===== DATA EXTRACTS =====

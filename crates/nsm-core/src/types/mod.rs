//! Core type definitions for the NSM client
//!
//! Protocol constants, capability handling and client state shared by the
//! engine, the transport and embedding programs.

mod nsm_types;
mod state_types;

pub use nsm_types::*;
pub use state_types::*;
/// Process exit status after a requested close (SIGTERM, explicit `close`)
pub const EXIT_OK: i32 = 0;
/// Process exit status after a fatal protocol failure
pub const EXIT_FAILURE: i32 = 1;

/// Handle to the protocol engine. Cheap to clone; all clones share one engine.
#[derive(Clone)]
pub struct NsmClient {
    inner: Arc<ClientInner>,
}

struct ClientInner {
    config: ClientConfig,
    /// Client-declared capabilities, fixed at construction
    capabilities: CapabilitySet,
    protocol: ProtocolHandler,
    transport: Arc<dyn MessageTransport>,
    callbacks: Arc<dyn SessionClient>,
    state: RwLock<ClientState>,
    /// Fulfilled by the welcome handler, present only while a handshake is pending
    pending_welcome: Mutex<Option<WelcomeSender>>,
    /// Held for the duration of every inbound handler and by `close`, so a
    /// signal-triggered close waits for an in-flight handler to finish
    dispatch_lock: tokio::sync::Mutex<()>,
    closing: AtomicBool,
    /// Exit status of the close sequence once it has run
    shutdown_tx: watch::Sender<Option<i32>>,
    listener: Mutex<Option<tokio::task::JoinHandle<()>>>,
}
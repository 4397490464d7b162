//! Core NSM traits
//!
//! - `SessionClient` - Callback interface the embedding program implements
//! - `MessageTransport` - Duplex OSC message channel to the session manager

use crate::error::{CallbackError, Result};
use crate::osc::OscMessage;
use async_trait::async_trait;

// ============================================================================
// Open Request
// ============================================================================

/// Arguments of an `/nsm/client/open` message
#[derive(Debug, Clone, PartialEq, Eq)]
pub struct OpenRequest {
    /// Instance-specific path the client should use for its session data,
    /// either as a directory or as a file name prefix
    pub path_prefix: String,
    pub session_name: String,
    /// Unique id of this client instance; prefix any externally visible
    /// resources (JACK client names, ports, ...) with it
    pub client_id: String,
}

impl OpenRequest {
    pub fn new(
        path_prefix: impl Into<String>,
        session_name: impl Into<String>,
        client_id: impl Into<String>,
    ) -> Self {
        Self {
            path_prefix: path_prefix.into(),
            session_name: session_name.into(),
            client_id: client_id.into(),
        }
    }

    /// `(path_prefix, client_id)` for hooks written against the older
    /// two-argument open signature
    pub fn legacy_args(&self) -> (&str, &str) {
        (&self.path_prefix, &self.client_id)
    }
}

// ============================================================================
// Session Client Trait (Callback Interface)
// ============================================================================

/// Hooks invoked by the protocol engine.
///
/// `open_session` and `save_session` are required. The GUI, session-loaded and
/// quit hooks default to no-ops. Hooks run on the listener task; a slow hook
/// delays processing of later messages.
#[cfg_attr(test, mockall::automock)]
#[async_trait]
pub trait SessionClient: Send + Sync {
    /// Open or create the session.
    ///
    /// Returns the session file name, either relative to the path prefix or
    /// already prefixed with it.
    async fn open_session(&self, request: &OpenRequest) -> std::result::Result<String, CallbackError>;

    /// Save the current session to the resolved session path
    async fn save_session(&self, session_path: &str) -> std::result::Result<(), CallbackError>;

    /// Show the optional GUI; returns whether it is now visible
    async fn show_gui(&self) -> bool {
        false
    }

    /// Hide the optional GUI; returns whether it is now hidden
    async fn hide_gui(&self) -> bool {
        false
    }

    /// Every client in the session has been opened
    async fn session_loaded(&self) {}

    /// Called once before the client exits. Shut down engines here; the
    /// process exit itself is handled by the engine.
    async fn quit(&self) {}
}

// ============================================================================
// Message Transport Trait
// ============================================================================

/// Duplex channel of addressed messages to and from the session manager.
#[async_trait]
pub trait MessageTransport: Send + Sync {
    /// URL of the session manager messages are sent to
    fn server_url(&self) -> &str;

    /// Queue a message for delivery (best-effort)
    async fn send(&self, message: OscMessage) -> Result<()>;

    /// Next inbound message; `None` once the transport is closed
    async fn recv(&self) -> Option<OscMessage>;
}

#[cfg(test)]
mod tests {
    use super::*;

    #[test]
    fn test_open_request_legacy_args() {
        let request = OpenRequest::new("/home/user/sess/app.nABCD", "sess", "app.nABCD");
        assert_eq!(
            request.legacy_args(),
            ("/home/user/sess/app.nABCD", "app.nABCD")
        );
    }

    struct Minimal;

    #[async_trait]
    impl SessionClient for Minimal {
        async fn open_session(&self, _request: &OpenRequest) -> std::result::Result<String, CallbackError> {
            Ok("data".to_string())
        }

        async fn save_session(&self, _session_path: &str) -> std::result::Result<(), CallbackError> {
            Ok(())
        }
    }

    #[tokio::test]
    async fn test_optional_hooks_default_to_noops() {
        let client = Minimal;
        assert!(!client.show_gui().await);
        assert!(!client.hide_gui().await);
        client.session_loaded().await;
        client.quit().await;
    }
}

=====

# PROBLEM DESCRIPTION
State the count of lines in the data holding the word "after", adding nothing to it.

# EXERCISE SOLUTION
2